I think something similar happens when we’re told that rock and roll began in the 1950s. That detaches rock from its roots. For example, we say that both Chuck Berry and Kiss are rock and roll. But Louis Jordan’s hits from the 1940s are far closer to Chuck Berry’s sound than Chuck Berry is to Kiss. Same with Rosetta Tharpe, who was playing in a style much like Chuck Berry’s by the late 1930s. 

It’s so shocking how Rosetta Tharpe was neglected for so long. She was a badass guitar player. I mean bad ass! She deserves the credit Chuck Berry gets as an influence. She was a major star in her time, but then she wasn’t even part of the conversation for many years. It’s only in the last decade or so that her importance has been re-acknowledged.

Louis Jordan performs “Caldonia” circa 1945.

Why was Jimi Hendrix an exception? How did he get to the top of the rock pantheon? 

I doubt that it would have happened if Jimi had stayed in the U.S. and not gone to England. He could have turned down Chas Chandler’s offer to take him to the U.K. He had to take a walk into space, a leap of faith. He had to take that so-called hero’s journey. He had to go into the unknown to fulfill the quest of making the music that existed only in his mind. Another incredible thing about Hendrix is how in touch he was with where the U.S. was at the time, at the peak of the Viet Nam war. You can understand why Hendrix had to make his two greatest electric guitar performances, “Machine Gun” with Band of Gypsys and “Star Spangled Banner” at Woodstock. With his guitar and the volume that he used, he took listeners into the rice paddies of Viet Nam. He forced people to walk point with him. He was channeling all the war’s fear and anxiety, all the young lives that were erased. 
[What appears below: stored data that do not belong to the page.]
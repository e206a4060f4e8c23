//! Error types for iterdns.

use std::net::Ipv4Addr;

use thiserror::Error;

/// Errors that can abort a resolution request.
///
/// Server-reported failures (a non-zero response code) are *not* errors:
/// they are a terminal, valid outcome of resolution. Cache file problems
/// are recovered locally and never surface here either.
#[derive(Debug, Error)]
pub enum ResolveError {
    /// IO error (socket creation, send, receive).
    #[error("IO error: {0}")]
    Io(#[from] std::io::Error),

    /// No response from an upstream server within the configured timeout.
    #[error("no response from {server} within {timeout_secs}s")]
    Timeout {
        /// The server that failed to answer.
        server: Ipv4Addr,
        /// The receive timeout that elapsed, in seconds.
        timeout_secs: u64,
    },

    /// DNS wire-format error (encoding a query, decoding a response, or an
    /// unparseable hostname).
    #[error("DNS protocol error: {0}")]
    Proto(#[from] hickory_proto::ProtoError),

    /// Invalid configuration.
    #[error("Invalid configuration: {0}")]
    Config(String),
}
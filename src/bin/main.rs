//! iterdns binary entry point: a DNS client built on the resolver.

use clap::Parser;
use iterdns::{telemetry, Config, RecordCache, ResolveError, Resolver};
use std::path::PathBuf;
use tracing::{error, info};

/// Resolve a hostname by walking the delegation chain from the root.
#[derive(Parser, Debug)]
#[command(name = "iterdns")]
#[command(version, about, long_about = None)]
struct Args {
    /// Hostname to resolve.
    hostname: String,

    /// Resolver receive timeout in seconds.
    #[arg(long)]
    timeout: Option<u64>,

    /// Enable the record cache (loaded before and saved after resolving).
    #[arg(short = 'c', long)]
    caching: bool,

    /// Fallback TTL in seconds for cached entries whose own TTL is zero.
    #[arg(short = 't', long)]
    ttl: Option<u64>,

    /// Path to configuration file (TOML).
    #[arg(long)]
    config: Option<PathBuf>,
}

#[tokio::main]
async fn main() -> Result<(), Box<dyn std::error::Error>> {
    let args = Args::parse();

    // Load configuration: optional file, then environment, then CLI flags.
    let mut builder = config::Config::builder();
    if let Some(path) = &args.config {
        builder = builder.add_source(config::File::from(path.clone()));
    }
    let mut config: Config = builder
        .add_source(
            config::Environment::with_prefix("ITERDNS")
                .separator("__")
                .try_parsing(true),
        )
        .build()?
        .try_deserialize()?;

    if let Some(timeout) = args.timeout {
        config.resolver.timeout_secs = timeout;
    }
    if let Some(ttl) = args.ttl {
        config.resolver.cache_ttl = ttl;
    }
    if args.caching {
        config.resolver.caching = true;
    }

    // Initialize telemetry
    telemetry::init(&config.telemetry).map_err(|e| e as Box<dyn std::error::Error>)?;

    info!(
        hostname = %args.hostname,
        timeout_secs = config.resolver.timeout_secs,
        caching = config.resolver.caching,
        root_server = %config.resolver.root_server,
        "Starting iterdns"
    );

    let cache = if config.resolver.caching {
        let cache = RecordCache::with_path(config.resolver.cache_ttl, &config.resolver.cache_path);
        cache.load();
        Some(cache)
    } else {
        None
    };

    let resolver = Resolver::new(&config.resolver, cache.clone());
    let result = resolver.resolve_host(&args.hostname).await;

    // Persist whatever the walk learned, even alongside a failure report.
    if let Some(cache) = &cache {
        cache.save();
    }

    match result {
        Ok(lookup) => {
            println!("{}", lookup.hostname);
            for alias in &lookup.aliases {
                println!("alias: {}", alias);
            }
            for address in &lookup.addresses {
                println!("address: {}", address);
            }
            Ok(())
        }
        Err(e @ ResolveError::Timeout { .. }) => {
            error!("resolution timed out: {}", e);
            Err(e.into())
        }
        Err(e) => {
            error!("resolution failed: {}", e);
            Err(e.into())
        }
    }
}
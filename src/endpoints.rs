//! The API endpoint URIs.

/// The liveness probe used by deployment checks.
pub const HEALTH: &str = "/health";
/// The route for registering a new user.
pub const REGISTER: &str = "/api/auth/register";
/// The route for signing in and receiving an access token.
pub const LOG_IN: &str = "/api/auth/login";
/// The route for listing (month-filtered) and creating transactions.
pub const TRANSACTIONS: &str = "/api/transactions";
/// The route for updating or deleting a single transaction.
pub const TRANSACTION: &str = "/api/transactions/{transaction_id}";
/// The route for setting the monthly base budget.
pub const BUDGET: &str = "/api/transactions/budget";
/// The route for downloading the Excel report.
pub const EXCEL_REPORT: &str = "/api/reports/excel";
/// The route uploaded receipt images are served from.
pub const UPLOADS: &str = "/uploads";
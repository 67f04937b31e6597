//! The per-month financial summary for one user.

use rusqlite::Connection;
use serde::Serialize;

use crate::{
    Error,
    budget::get_budget,
    transaction::{
        core::{Transaction, TransactionKind, get_transactions_in_range},
        month::MonthKey,
    },
    user::UserId,
};

/// The month-filtered transactions of a user together with the budget and
/// computed totals.
#[derive(Debug, Clone, PartialEq, Serialize)]
#[serde(rename_all = "camelCase")]
pub struct MonthlySummary {
    /// The transactions of the month, newest first.
    pub transactions: Vec<Transaction>,
    /// The base amount assigned to the month, 0 when no budget was set.
    #[serde(rename = "budget")]
    pub base_amount: f64,
    /// The sum of all income amounts.
    pub income_total: f64,
    /// The sum of all expense amounts.
    pub expense_total: f64,
    /// `base_amount + income_total - expense_total`.
    pub final_balance: f64,
}

/// Compute the financial summary of `user_id` for the given calendar month.
///
/// Pure read: loads the month's transactions (newest first) and the
/// `(owner, month)` budget, then sums by kind. A missing budget counts as a
/// base amount of 0.
///
/// # Errors
/// This function will return an [Error::SqlError] if there is an SQL error.
pub fn summarize(
    user_id: UserId,
    month: MonthKey,
    connection: &Connection,
) -> Result<MonthlySummary, Error> {
    let transactions = get_transactions_in_range(user_id, month.date_range(), connection)?;

    let base_amount = get_budget(user_id, month, connection)?
        .map(|budget| budget.base_amount)
        .unwrap_or(0.0);

    let (income_total, expense_total) = totals(&transactions);

    Ok(MonthlySummary {
        final_balance: final_balance(base_amount, income_total, expense_total),
        transactions,
        base_amount,
        income_total,
        expense_total,
    })
}

/// Sum the amounts of `transactions` into `(income_total, expense_total)`.
///
/// Shared with the Excel report so the two can never disagree on the totals
/// for the same underlying data.
pub fn totals(transactions: &[Transaction]) -> (f64, f64) {
    let mut income_total = 0.0;
    let mut expense_total = 0.0;

    for transaction in transactions {
        match transaction.kind {
            TransactionKind::Income => income_total += transaction.amount,
            TransactionKind::Expense => expense_total += transaction.amount,
        }
    }

    (income_total, expense_total)
}

/// The balance formula used everywhere a balance is shown.
pub fn final_balance(base_amount: f64, income_total: f64, expense_total: f64) -> f64 {
    base_amount + income_total - expense_total
}
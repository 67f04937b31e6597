//! The route handler for the month-filtered transaction summary.

use axum::{
    Json,
    extract::{Query, State},
};
use serde::Deserialize;

use crate::{
    AppState, Error,
    auth::Claims,
    transaction::{
        month::MonthKey,
        summary::{MonthlySummary, summarize},
    },
};

/// The query parameters of the transactions endpoint.
#[derive(Debug, Deserialize)]
pub struct MonthQuery {
    /// The calendar month to summarize, as a `"YYYY-MM"` string.
    pub month: Option<String>,
}

/// A route handler that returns the caller's transactions and budget for one
/// calendar month, with income/expense totals and the final balance.
///
/// # Panics
///
/// Panics if the lock for the database connection is already held by the same thread.
pub async fn get_transactions_endpoint(
    State(state): State<AppState>,
    claims: Claims,
    Query(query): Query<MonthQuery>,
) -> Result<Json<MonthlySummary>, Error> {
    let month: MonthKey = query.month.ok_or(Error::MissingMonth)?.parse()?;

    let connection = state.db_connection.lock().unwrap();
    let summary = summarize(claims.user_id(), month, &connection)?;

    Ok(Json(summary))
}
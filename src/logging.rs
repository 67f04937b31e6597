//! Middleware for logging requests and responses.

use axum::{
    body::{Body, Bytes},
    extract::Request,
    http::header::CONTENT_TYPE,
    middleware::Next,
    response::Response,
};

const LOG_BODY_LENGTH_LIMIT: usize = 64;

/// Log the request and response for each request.
///
/// Both the request and response are logged at the `info` level, with bodies
/// truncated to [LOG_BODY_LENGTH_LIMIT] bytes. Binary bodies (receipt uploads,
/// the Excel download) pass through untouched; only the logged preview is
/// lossily decoded. Passwords in JSON bodies are redacted.
pub async fn logging_middleware(request: Request, next: Next) -> Response {
    let (parts, body) = request.into_parts();
    let body_bytes = axum::body::to_bytes(body, usize::MAX)
        .await
        .unwrap_or_default();

    let is_json = parts.headers.get(CONTENT_TYPE).is_some_and(|content_type| {
        content_type
            .to_str()
            .is_ok_and(|value| value.starts_with("application/json"))
    });
    let preview = body_preview(&body_bytes);
    let preview = if is_json {
        redact_password(&preview, "password")
    } else {
        preview
    };
    tracing::info!(
        "Received request: {} {} body: {preview}",
        parts.method,
        parts.uri
    );

    let request = Request::from_parts(parts, Body::from(body_bytes));
    let response = next.run(request).await;

    let (parts, body) = response.into_parts();
    let body_bytes = axum::body::to_bytes(body, usize::MAX)
        .await
        .unwrap_or_default();

    tracing::info!(
        "Sending response: {} body: {}",
        parts.status,
        body_preview(&body_bytes)
    );

    Response::from_parts(parts, Body::from(body_bytes))
}

fn body_preview(body: &Bytes) -> String {
    if body.len() > LOG_BODY_LENGTH_LIMIT {
        format!(
            "{}... ({} bytes)",
            String::from_utf8_lossy(&body[..LOG_BODY_LENGTH_LIMIT]),
            body.len()
        )
    } else {
        String::from_utf8_lossy(body).to_string()
    }
}

fn redact_password(body_text: &str, field_name: &str) -> String {
    let needle = format!("\"{field_name}\"");

    let Some(field_start) = body_text.find(&needle) else {
        return body_text.to_string();
    };

    // Replace everything after the field name up to the next comma or closing
    // brace. Good enough for log output, passwords containing those
    // characters just get truncated further.
    let value_start = field_start + needle.len();
    let value_end = body_text[value_start..]
        .find([',', '}'])
        .map(|offset| value_start + offset)
        .unwrap_or(body_text.len());

    format!(
        "{}: \"********\"{}",
        &body_text[..field_start + needle.len()],
        &body_text[value_end..]
    )
}
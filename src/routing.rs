//! Application router configuration.

use axum::{
    Json, Router,
    extract::DefaultBodyLimit,
    middleware,
    routing::{get, post, put},
};
use serde_json::{Value, json};
use tower_http::services::ServeDir;

use crate::{
    AppState,
    auth::{log_in_endpoint, register_endpoint},
    budget::set_budget_endpoint,
    endpoints,
    logging::logging_middleware,
    report::excel_report_endpoint,
    transaction::{
        create_transaction_endpoint, delete_transaction_endpoint, get_transactions_endpoint,
        update_transaction_endpoint,
    },
};

/// Return a router with all the app's routes.
///
/// Handlers taking a [crate::auth::Claims] argument guard themselves; the
/// auth routes, the health probe, and the static files are open.
pub fn build_router(state: AppState) -> Router {
    Router::new()
        .route(endpoints::HEALTH, get(get_health))
        .route(endpoints::REGISTER, post(register_endpoint))
        .route(endpoints::LOG_IN, post(log_in_endpoint))
        .route(
            endpoints::TRANSACTIONS,
            get(get_transactions_endpoint).post(create_transaction_endpoint),
        )
        .route(endpoints::BUDGET, post(set_budget_endpoint))
        .route(
            endpoints::TRANSACTION,
            put(update_transaction_endpoint).delete(delete_transaction_endpoint),
        )
        .route(endpoints::EXCEL_REPORT, get(excel_report_endpoint))
        .nest_service(endpoints::UPLOADS, ServeDir::new(&state.uploads_dir))
        .fallback_service(ServeDir::new(&state.static_dir))
        // Receipt images may be a few megabytes; the axum default of 2 MB is
        // too tight.
        .layer(DefaultBodyLimit::max(10 * 1024 * 1024))
        .layer(middleware::from_fn(logging_middleware))
        .with_state(state)
}

/// A route handler for the liveness probe.
async fn get_health() -> Json<Value> {
    Json(json!({ "status": "OK" }))
}

#[cfg(test)]
mod routing_tests {
    use crate::{endpoints, test_utils::test_server};

    #[tokio::test]
    async fn health_check_responds_ok() {
        let (server, _guard) = test_server();

        let response = server.get(endpoints::HEALTH).await;

        response.assert_status_ok();
        assert_eq!(response.json::<serde_json::Value>()["status"], "OK");
    }

    #[tokio::test]
    async fn unknown_api_route_is_not_found() {
        let (server, _guard) = test_server();

        server.get("/api/nope").await.assert_status_not_found();
    }
}
//! The monthly base budget and its database queries.

use rusqlite::{Connection, Row};
use serde::Serialize;

use crate::{
    Error,
    database_id::BudgetId,
    transaction::MonthKey,
    user::UserId,
};

/// The fixed base amount a user assigned to one calendar month.
///
/// Uniqueness is enforced on the `(user_id, month)` pair, so two users can
/// each hold a budget for the same month.
#[derive(Debug, Clone, PartialEq, Serialize)]
#[serde(rename_all = "camelCase")]
pub struct Budget {
    /// The ID of the budget record.
    pub id: BudgetId,
    /// The ID of the user the budget belongs to.
    pub user_id: UserId,
    /// The calendar month the budget applies to.
    pub month: MonthKey,
    /// The resolved base amount, see [resolve_base_amount].
    pub base_amount: f64,
}

/// Resolve the base amount from the two columns it may live in.
///
/// Older databases stored the amount as `base_income`; the current schema
/// uses `base_amount`. The first column holding a finite number wins,
/// otherwise the amount is 0.
pub(crate) fn resolve_base_amount(base_amount: Option<f64>, base_income: Option<f64>) -> f64 {
    base_amount
        .filter(|amount| amount.is_finite())
        .or(base_income.filter(|amount| amount.is_finite()))
        .unwrap_or(0.0)
}

/// Create or replace the budget for `(user_id, month)`.
///
/// The upsert is idempotent: repeated calls with the same inputs converge to
/// the same stored record, and concurrent calls race on last-write-wins
/// without a conflict error. The legacy `base_income` column is cleared on
/// every write.
///
/// # Errors
/// This function will return an [Error::SqlError] if there is an SQL error.
pub fn upsert_budget(
    user_id: UserId,
    month: MonthKey,
    amount: f64,
    connection: &Connection,
) -> Result<Budget, Error> {
    let budget = connection
        .prepare(
            "INSERT INTO budget (user_id, month, base_amount, base_income)
             VALUES (?1, ?2, ?3, NULL)
             ON CONFLICT(user_id, month)
             DO UPDATE SET base_amount = excluded.base_amount, base_income = NULL
             RETURNING id, user_id, month, base_amount, base_income",
        )?
        .query_row((user_id.as_i64(), month, amount), map_budget_row)?;

    Ok(budget)
}

/// Retrieve the budget for `(user_id, month)`, or `None` when no budget has
/// been set for that pair.
///
/// # Errors
/// This function will return an [Error::SqlError] if there is an SQL error.
pub fn get_budget(
    user_id: UserId,
    month: MonthKey,
    connection: &Connection,
) -> Result<Option<Budget>, Error> {
    let result = connection
        .prepare(
            "SELECT id, user_id, month, base_amount, base_income
             FROM budget WHERE user_id = ?1 AND month = ?2",
        )?
        .query_row((user_id.as_i64(), month), map_budget_row);

    match result {
        Ok(budget) => Ok(Some(budget)),
        Err(rusqlite::Error::QueryReturnedNoRows) => Ok(None),
        Err(error) => Err(error.into()),
    }
}

/// Create the budget table in the database.
///
/// # Errors
/// Returns an error if the table cannot be created or if there is an SQL error.
pub fn create_budget_table(connection: &Connection) -> Result<(), rusqlite::Error> {
    connection.execute(
        "CREATE TABLE IF NOT EXISTS budget (
                id INTEGER PRIMARY KEY AUTOINCREMENT,
                user_id INTEGER NOT NULL,
                month TEXT NOT NULL,
                base_amount REAL,
                base_income REAL,
                UNIQUE(user_id, month),
                FOREIGN KEY(user_id) REFERENCES user(id) ON UPDATE CASCADE ON DELETE CASCADE
                )",
        (),
    )?;

    Ok(())
}

/// Map a database row to a [Budget], resolving the amount across the two
/// legacy columns.
fn map_budget_row(row: &Row) -> Result<Budget, rusqlite::Error> {
    let id = row.get(0)?;
    let user_id = UserId::new(row.get(1)?);
    let month = row.get(2)?;
    let base_amount: Option<f64> = row.get(3)?;
    let base_income: Option<f64> = row.get(4)?;

    Ok(Budget {
        id,
        user_id,
        month,
        base_amount: resolve_base_amount(base_amount, base_income),
    })
}

#[cfg(test)]
mod database_tests {
    use rusqlite::Connection;

    use crate::{
        PasswordHash,
        db::initialize,
        transaction::MonthKey,
        user::{User, create_user},
    };

    use super::{get_budget, resolve_base_amount, upsert_budget};

    fn get_test_connection() -> (Connection, User) {
        let connection = Connection::open_in_memory().unwrap();
        initialize(&connection).unwrap();

        let user = create_user(
            "tester",
            PasswordHash::new_unchecked("hunter2"),
            &connection,
        )
        .unwrap();

        (connection, user)
    }

    fn count_budgets(connection: &Connection) -> u32 {
        connection
            .query_row("SELECT COUNT(id) FROM budget", [], |row| row.get(0))
            .unwrap()
    }

    #[test]
    fn upsert_creates_and_returns_the_budget() {
        let (connection, user) = get_test_connection();
        let month: MonthKey = "2026-01".parse().unwrap();

        let budget = upsert_budget(user.id, month, 500.0, &connection).unwrap();

        assert_eq!(budget.user_id, user.id);
        assert_eq!(budget.month, month);
        assert_eq!(budget.base_amount, 500.0);
    }

    #[test]
    fn upsert_is_idempotent_on_owner_and_month() {
        let (connection, user) = get_test_connection();
        let month: MonthKey = "2026-01".parse().unwrap();

        let first = upsert_budget(user.id, month, 500.0, &connection).unwrap();
        let second = upsert_budget(user.id, month, 500.0, &connection).unwrap();

        assert_eq!(first, second);
        assert_eq!(count_budgets(&connection), 1);
    }

    #[test]
    fn upsert_replaces_the_amount() {
        let (connection, user) = get_test_connection();
        let month: MonthKey = "2026-01".parse().unwrap();
        upsert_budget(user.id, month, 500.0, &connection).unwrap();

        let replaced = upsert_budget(user.id, month, 750.0, &connection).unwrap();

        assert_eq!(replaced.base_amount, 750.0);
        assert_eq!(count_budgets(&connection), 1);
        assert_eq!(
            get_budget(user.id, month, &connection).unwrap().unwrap(),
            replaced
        );
    }

    #[test]
    fn different_owners_can_budget_the_same_month() {
        let (connection, user) = get_test_connection();
        let other_user = create_user(
            "someone_else",
            PasswordHash::new_unchecked("hunter3"),
            &connection,
        )
        .unwrap();
        let month: MonthKey = "2026-01".parse().unwrap();

        upsert_budget(user.id, month, 500.0, &connection).unwrap();
        upsert_budget(other_user.id, month, 900.0, &connection).unwrap();

        assert_eq!(count_budgets(&connection), 2);
        assert_eq!(
            get_budget(user.id, month, &connection)
                .unwrap()
                .unwrap()
                .base_amount,
            500.0
        );
        assert_eq!(
            get_budget(other_user.id, month, &connection)
                .unwrap()
                .unwrap()
                .base_amount,
            900.0
        );
    }

    #[test]
    fn missing_budget_resolves_to_none() {
        let (connection, user) = get_test_connection();
        let month: MonthKey = "2026-01".parse().unwrap();

        assert_eq!(get_budget(user.id, month, &connection).unwrap(), None);
    }

    #[test]
    fn legacy_amount_column_is_accepted() {
        let (connection, user) = get_test_connection();

        // A row written by an older revision, amount under base_income only.
        connection
            .execute(
                "INSERT INTO budget (user_id, month, base_amount, base_income)
                 VALUES (?1, '2026-01', NULL, 321.0)",
                (user.id.as_i64(),),
            )
            .unwrap();

        let month: MonthKey = "2026-01".parse().unwrap();
        let budget = get_budget(user.id, month, &connection).unwrap().unwrap();

        assert_eq!(budget.base_amount, 321.0);
    }

    #[test]
    fn either_column_resolves_to_the_same_amount() {
        assert_eq!(resolve_base_amount(Some(321.0), None), 321.0);
        assert_eq!(resolve_base_amount(None, Some(321.0)), 321.0);
    }

    #[test]
    fn current_column_wins_over_legacy() {
        assert_eq!(resolve_base_amount(Some(100.0), Some(200.0)), 100.0);
    }

    #[test]
    fn unparseable_amounts_resolve_to_zero() {
        assert_eq!(resolve_base_amount(None, None), 0.0);
        assert_eq!(resolve_base_amount(Some(f64::NAN), None), 0.0);
        assert_eq!(resolve_base_amount(Some(f64::NAN), Some(50.0)), 50.0);
    }
}
//! The route handler for setting the monthly base budget.

use axum::{Json, extract::State};
use serde::Deserialize;

use crate::{
    AppState, Error,
    auth::Claims,
    budget::core::{Budget, upsert_budget},
    transaction::MonthKey,
};

/// The request body for setting a budget.
///
/// Both fields are optional at the type level so that a missing field can be
/// reported as a 400 with a message, rather than a deserialization rejection.
#[derive(Debug, Deserialize)]
pub struct SetBudgetRequest {
    /// The calendar month, as a `"YYYY-MM"` string.
    pub month: Option<String>,
    /// The base amount to assign to the month.
    pub amount: Option<f64>,
}

/// A route handler that creates or replaces the caller's budget for a month.
///
/// Repeated calls with the same inputs converge to the same stored record.
///
/// # Panics
///
/// Panics if the lock for the database connection is already held by the same thread.
pub async fn set_budget_endpoint(
    State(state): State<AppState>,
    claims: Claims,
    Json(request): Json<SetBudgetRequest>,
) -> Result<Json<Budget>, Error> {
    let (Some(month), Some(amount)) = (request.month, request.amount) else {
        return Err(Error::MissingBudgetFields);
    };

    if !amount.is_finite() {
        return Err(Error::InvalidAmount);
    }

    let month: MonthKey = month.parse()?;

    let connection = state.db_connection.lock().unwrap();
    let budget = upsert_budget(claims.user_id(), month, amount, &connection)?;

    tracing::info!(
        "Set budget for month {month} of user {}: {amount}",
        claims.username
    );

    Ok(Json(budget))
}

#[cfg(test)]
mod endpoint_tests {
    use serde_json::json;

    use crate::{endpoints, test_utils::test_server_with_user};

    #[tokio::test]
    async fn set_budget_returns_the_record() {
        let (server, token, _guard) = test_server_with_user().await;

        let response = server
            .post(endpoints::BUDGET)
            .authorization_bearer(&token)
            .content_type("application/json")
            .json(&json!({ "month": "2026-01", "amount": 500.0 }))
            .await;

        response.assert_status_ok();
        let body = response.json::<serde_json::Value>();
        assert_eq!(body["month"], "2026-01");
        assert_eq!(body["baseAmount"], 500.0);
    }

    #[tokio::test]
    async fn set_budget_requires_month_and_amount() {
        let (server, token, _guard) = test_server_with_user().await;

        for body in [json!({ "month": "2026-01" }), json!({ "amount": 500.0 })] {
            server
                .post(endpoints::BUDGET)
                .authorization_bearer(&token)
                .content_type("application/json")
                .json(&body)
                .await
                .assert_status_bad_request();
        }
    }

    #[tokio::test]
    async fn set_budget_rejects_malformed_months() {
        let (server, token, _guard) = test_server_with_user().await;

        server
            .post(endpoints::BUDGET)
            .authorization_bearer(&token)
            .content_type("application/json")
            .json(&json!({ "month": "enero", "amount": 500.0 }))
            .await
            .assert_status_bad_request();
    }

    #[tokio::test]
    async fn set_budget_requires_authentication() {
        let (server, _, _guard) = test_server_with_user().await;

        server
            .post(endpoints::BUDGET)
            .content_type("application/json")
            .json(&json!({ "month": "2026-01", "amount": 500.0 }))
            .await
            .assert_status_unauthorized();
    }
}
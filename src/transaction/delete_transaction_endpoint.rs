//! The route handler for deleting a transaction.

use axum::{
    Json,
    extract::{Path, State},
};

use crate::{
    AppState, Error,
    auth::Claims,
    database_id::TransactionId,
    receipt::remove_receipt,
    transaction::core::{Transaction, delete_transaction},
};

/// A route handler that deletes a transaction owned by the caller and, when
/// the transaction carried a receipt, removes the stored file.
///
/// The database row is the source of truth and is removed first; the file
/// removal is best-effort. A failed cleanup is logged but never fails the
/// request, which can leave an orphaned file behind if the process dies in
/// between.
///
/// Responds with 404 whether the transaction does not exist or belongs to
/// another user.
///
/// # Panics
///
/// Panics if the lock for the database connection is already held by the same thread.
pub async fn delete_transaction_endpoint(
    State(state): State<AppState>,
    claims: Claims,
    Path(transaction_id): Path<TransactionId>,
) -> Result<Json<Transaction>, Error> {
    let deleted = {
        let connection = state.db_connection.lock().unwrap();
        delete_transaction(transaction_id, claims.user_id(), &connection)?
    };

    if let Some(receipt_url) = &deleted.receipt_url {
        remove_receipt(receipt_url, &state.uploads_dir);
    }

    tracing::info!(
        "Deleted transaction {} of user {}",
        deleted.id,
        claims.username
    );

    Ok(Json(deleted))
}

#[cfg(test)]
mod endpoint_tests {
    use crate::{
        endpoints,
        test_utils::{
            create_test_transaction, multipart_body, register_and_log_in, test_server_with_user,
        },
    };

    #[tokio::test]
    async fn delete_removes_the_transaction() {
        let (server, token, _guard) = test_server_with_user().await;
        let created =
            create_test_transaction(&server, &token, "expense", 45.5, "2026-01-15T12:00:00Z")
                .await;
        let id = created["id"].as_i64().unwrap();

        server
            .delete(&format!("/api/transactions/{id}"))
            .authorization_bearer(&token)
            .await
            .assert_status_ok();

        let summary = server
            .get(endpoints::TRANSACTIONS)
            .authorization_bearer(&token)
            .add_query_param("month", "2026-01")
            .await
            .json::<serde_json::Value>();
        assert_eq!(summary["transactions"].as_array().unwrap().len(), 0);
    }

    #[tokio::test]
    async fn delete_removes_the_receipt_file() {
        let (server, token, guard) = test_server_with_user().await;
        let (content_type, body) = multipart_body(
            &[
                ("date", "2026-01-15T12:00:00Z"),
                ("kind", "expense"),
                ("amount", "45.5"),
                ("description", "Mercado"),
                ("category", "Comida"),
            ],
            Some(("receipt", "factura.jpg", "image/jpeg", b"fake image bytes")),
        );
        let created = server
            .post(endpoints::TRANSACTIONS)
            .authorization_bearer(&token)
            .content_type(&content_type)
            .bytes(body.into())
            .await
            .json::<serde_json::Value>();
        let id = created["id"].as_i64().unwrap();
        let file_name = created["receiptUrl"]
            .as_str()
            .unwrap()
            .strip_prefix("/uploads/")
            .unwrap()
            .to_owned();
        assert!(guard.uploads_dir().join(&file_name).exists());

        server
            .delete(&format!("/api/transactions/{id}"))
            .authorization_bearer(&token)
            .await
            .assert_status_ok();

        assert!(!guard.uploads_dir().join(&file_name).exists());
    }

    #[tokio::test]
    async fn delete_of_missing_transaction_is_404() {
        let (server, token, _guard) = test_server_with_user().await;

        server
            .delete("/api/transactions/4242")
            .authorization_bearer(&token)
            .await
            .assert_status_not_found();
    }

    #[tokio::test]
    async fn delete_of_another_users_transaction_is_404() {
        let (server, token, _guard) = test_server_with_user().await;
        let created =
            create_test_transaction(&server, &token, "expense", 45.5, "2026-01-15T12:00:00Z")
                .await;
        let id = created["id"].as_i64().unwrap();
        let other_token = register_and_log_in(&server, "someone_else").await;

        server
            .delete(&format!("/api/transactions/{id}"))
            .authorization_bearer(&other_token)
            .await
            .assert_status_not_found();

        // The record is still there for its owner.
        let summary = server
            .get(endpoints::TRANSACTIONS)
            .authorization_bearer(&token)
            .add_query_param("month", "2026-01")
            .await
            .json::<serde_json::Value>();
        assert_eq!(summary["transactions"].as_array().unwrap().len(), 1);
    }
}
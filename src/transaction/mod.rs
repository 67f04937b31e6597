//! Transaction management: the core model, month arithmetic, the per-month
//! summary, and the route handlers for the `/api/transactions` endpoints.

pub(crate) mod core;
mod create_transaction_endpoint;
mod delete_transaction_endpoint;
mod get_transactions_endpoint;
pub(crate) mod month;
mod summary;
mod update_transaction_endpoint;

pub use core::{
    NewTransaction, Transaction, TransactionKind, create_transaction, create_transaction_table,
    delete_transaction, get_transactions_for_user, get_transactions_in_range,
    map_transaction_row, update_transaction,
};
pub use create_transaction_endpoint::create_transaction_endpoint;
pub use delete_transaction_endpoint::delete_transaction_endpoint;
pub use get_transactions_endpoint::get_transactions_endpoint;
pub use month::{DateRange, MonthKey};
pub use summary::{MonthlySummary, final_balance, summarize, totals};
pub use update_transaction_endpoint::update_transaction_endpoint;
Rosetta Tharpe plays “Up Above My Head (I Hear Music In the Air)” on Gospel Time TV in the mid 1960s.

People also tend to detach Hendrix from his roots. For example, he didn’t invent flashy moves like playing behind his back or with his teeth. T-Bone Walker was doing all that stuff on the chitlin’ circuit in the 1940s. [The term “chitlin’ circuit” refers to the collection of performance venues that catered to black artists and audiences from the late 19th century through the Civil Rights era.]

T-Bone Walker was the one. That circuit was competitive! Regionalism had a big part to play in that. People from Chicago, New York, Philadelphia, Atlanta—who would get the most applause? Sure, playing nice on the guitar might be great, but not as great as someone who puts the guitar behind their back! The audience prefers the guy who plays behind his back.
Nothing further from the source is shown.